Natürlich wird ein Werkstoff nicht einfach “müde”, so wie ein Mensch. Der Begriff stammt daher, dass man bei dieser Versagensart ein Bauteil über lange Zeit belastet und dann scheinbar plötzlich und ohne besonderen Grund Versagen eintritt. Als dieses Phänomen entdeckt wurde, hatte man keine Vorstellung, was hier eigentlich passiert, und verglich den Vorgang deshalb mit der Ermüdung eines Menschen. Heutzutage ist der Begriff bei vielen Ingenieuren in Ungnade gefallen und sie sprechen lieber von “Schwingbrüchen” (warum da was schwingt, sehen wir gleich.). Metallphysiker allerdings verwenden das Wort Ermüdung immer noch gern – Physikern ist es ja bekanntlich absolut schnurz, ob ein Begriff, den sie vereinnahmen, im Alltag eine andere Bedeutung hat (ich sage nur “Wirkung”). Ratet mal, welchen Begriff ich im folgenden nehme…
Die Ermüdung hat eine enorme technische Bedeutung – man schätzt, dass etwa 60% aller technischen Schadensfälle an metallischen Bauteilen auf diese Versagensart zurückzuführen ist. (Genau weiß man das nicht, weil nicht bei jedem Schadensteil gleich eine Schadensanalyse vorgenommen wird, die kann nämlich recht aufwändig sein.)
Wenn ein Werkstoff nach längerer Belastungszeit versagt, kann das verschiedene Ursachen haben. Neben der Ermüdung (die ich dann gleich endlich erkläre) kann es noch Versagen durch Verschleiß geben (der Werkstoff wird durch Reibung abgetragen) oder auch durch Korrosion oder Oxidation (“Rosten”). Bei hohen Temperaturen gibt es auch noch das Kriechen, bei dem sich der Werkstoff unter konstanter Last immer weiter dehnt. Die Versagensarten können auch gemischt auftreten, beispielsweise kann Verschleiß einen Ermüdungsbruch auslösen.
Hallo? Können wir jetzt endlich mal klären, was Ermüdung denn nun ist???
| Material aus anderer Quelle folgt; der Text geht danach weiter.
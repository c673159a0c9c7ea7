use clap::{Parser, Subcommand};
use cli::{load_mask, write_outputs, SeparationJob};
use color_eyre::eyre::Result;
use films::{ExportFormat, Exporter, FilmConfig, FilmPipeline, StrokeWidthAnalyzer};
use std::path::{Path, PathBuf};
use tracing::{info, warn};
use tracing_subscriber::{self, EnvFilter};

#[derive(Parser)]
#[command(author, version, about, long_about = None)]
struct Cli {
    #[command(subcommand)]
    command: Commands,
}

#[derive(Subcommand)]
enum Commands {
    /// Separate artwork using an existing job file (.toml or .json)
    Process {
        #[arg(short, long)]
        config: PathBuf,
    },
    /// Separate artwork with command line settings
    Separate {
        /// Path to the artwork
        #[arg(short, long)]
        input: PathBuf,
        /// Output directory for films
        #[arg(short, long)]
        output_dir: PathBuf,
        /// Number of inks
        #[arg(short = 'k', long, default_value = "4")]
        colors: usize,
        #[arg(long, default_value = "300")]
        dpi: f32,
        /// Export formats, comma separated (pdf, svg, png)
        #[arg(short, long, value_delimiter = ',', default_value = "pdf")]
        formats: Vec<ExportFormat>,
        /// Screen every film into halftone dots
        #[arg(long)]
        halftone: bool,
        /// Grow strokes below the minimum width instead of only reporting them
        #[arg(long)]
        auto_thicken: bool,
        #[arg(long)]
        no_preview: bool,
        /// Also save the settings as a reusable job file
        #[arg(long)]
        save_job: Option<PathBuf>,
    },
    /// Check one film against a minimum stroke width
    Validate {
        /// Film image, black ink on white
        #[arg(short, long)]
        mask: PathBuf,
        #[arg(long, default_value = "0.5")]
        min_width_mm: f32,
        #[arg(long, default_value = "300")]
        dpi: f32,
        /// The mask stores ink as white
        #[arg(long)]
        white_ink: bool,
        /// Write a stroke width heatmap here
        #[arg(long)]
        heatmap: Option<PathBuf>,
        /// Write a thickened copy of the film here
        #[arg(long)]
        thicken: Option<PathBuf>,
    },
    /// Print the JSON schema of job files
    Schema {
        /// Only the film settings, without job paths
        #[arg(long)]
        films_only: bool,
    },
}

fn main() -> Result<()> {
    color_eyre::install()?;

    tracing_subscriber::fmt()
        .with_env_filter(
            EnvFilter::try_from_default_env().unwrap_or_else(|_| EnvFilter::new("info")),
        )
        .init();

    let cli = Cli::parse();

    match cli.command {
        Commands::Process { config } => {
            let job = SeparationJob::from_file(&config)?;
            run_job(&job)?;
        }
        Commands::Separate {
            input,
            output_dir,
            colors,
            dpi,
            formats,
            halftone,
            auto_thicken,
            no_preview,
            save_job,
        } => {
            let mut job = SeparationJob::new(
                input.to_string_lossy().to_string(),
                output_dir.to_string_lossy().to_string(),
            );
            job.formats = formats;
            job.preview = !no_preview;
            job.films.dpi = dpi;
            job.films.quantization.colors = colors;
            job.films.halftone.enabled = halftone;
            job.films.stroke.auto_thicken = auto_thicken;

            if let Some(path) = save_job {
                match path.extension().and_then(|ext| ext.to_str()) {
                    Some("toml") => job.to_toml_file(&path)?,
                    _ => job.to_json_file(&path)?,
                }
                info!("Job saved to {:?}", path);
            }
            run_job(&job)?;
        }
        Commands::Validate {
            mask,
            min_width_mm,
            dpi,
            white_ink,
            heatmap,
            thicken,
        } => {
            validate_film(
                &mask,
                min_width_mm,
                dpi,
                white_ink,
                heatmap.as_deref(),
                thicken.as_deref(),
            )?;
        }
        Commands::Schema { films_only } => {
            let schema = if films_only {
                FilmConfig::schema()
            } else {
                schemars::schema_for!(SeparationJob)
            };
            println!("{}", serde_json::to_string_pretty(&schema)?);
        }
    }

    Ok(())
}

fn run_job(job: &SeparationJob) -> Result<()> {
    let pipeline = FilmPipeline::from_config(job.films.clone())?;
    info!("{}", pipeline.info());

    let source = job.load_source()?;
    let set = pipeline.process(&source)?;

    for color in set.color_info() {
        info!(
            "  {} {} {:>5.1}% ({} px)",
            color.name, color.hex, color.percentage, color.pixel_count
        );
    }

    let exporter = Exporter::for_formats(&job.formats, &job.films.vector);
    let batch = exporter.encode(&set.films);
    let (written, report) = write_outputs(&job.output_dir, &set, &batch, job.preview)?;

    for film in report.films.iter().filter(|f| !f.warnings.is_empty()) {
        for warning in &film.warnings {
            warn!("{}: {:?}", film.name, warning);
        }
    }
    if !report.export_failures.is_empty() {
        warn!("{} exports failed, see metadata.json", report.export_failures.len());
    }

    info!("Wrote {} files to {}", written.len(), job.output_dir);
    Ok(())
}

fn validate_film(
    mask_path: &Path,
    min_width_mm: f32,
    dpi: f32,
    white_ink: bool,
    heatmap: Option<&Path>,
    thicken: Option<&Path>,
) -> Result<()> {
    let mask = load_mask(mask_path, white_ink)?;
    let analyzer = StrokeWidthAnalyzer::new(dpi);
    let report = analyzer.validate(&mask, min_width_mm);

    println!("{}", serde_json::to_string_pretty(&report)?);
    if report.valid {
        info!("{:?} prints at {} mm", mask_path, min_width_mm);
    } else {
        warn!(
            "{:?}: {} strokes below {} mm (narrowest {:.3} mm)",
            mask_path, report.violations, min_width_mm, report.min_width_mm
        );
    }

    if let Some(path) = heatmap {
        analyzer.heatmap(&mask).save(path)?;
        info!("Heatmap saved to {:?}", path);
    }
    if let Some(path) = thicken {
        let thick = analyzer.thicken(&mask, min_width_mm);
        films::io::film_image(&thick, Default::default()).save(path)?;
        info!("Thickened film saved to {:?}", path);
    }

    Ok(())
}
Ja, das tun wir jetzt. Zunächst mal rein phänomenologisch: Ermüdung tritt dann auf, wenn ein Bauteil schwingend (man sagt auch zyklisch) belastet wird. Es wirkt also nicht eine konstante Kraft, sondern die Kraft wird aufgebracht, weggenommen, aufgebracht, weggenommen usw. Stellt euch zum Beispiel ein Fahrradpedal vor: Jedesmal, wenn Ihr zutretet, wird das Pedal belastet, in der zweiten Hälfte seiner Umdrehung ist es nicht belastet.
Diese Art der Belastung ist sehr häufig, weil sich in vielen Bauteilen etwas dreht und deshalb die Last sich ständig ändert. Hier mal ein besonders drastisches Beispiel, eine Turbinenwelle in einer Dampfturbine, deren eine Hälfte sich eines Tages verabschiedete, das Dach durchschlug und einen Kilometer entfernt auf einem Feld wieder aufschlug:
(Quelle: Abinger, Hammer, Leopold, Der Maschinenschaden 61:58-60, 1988)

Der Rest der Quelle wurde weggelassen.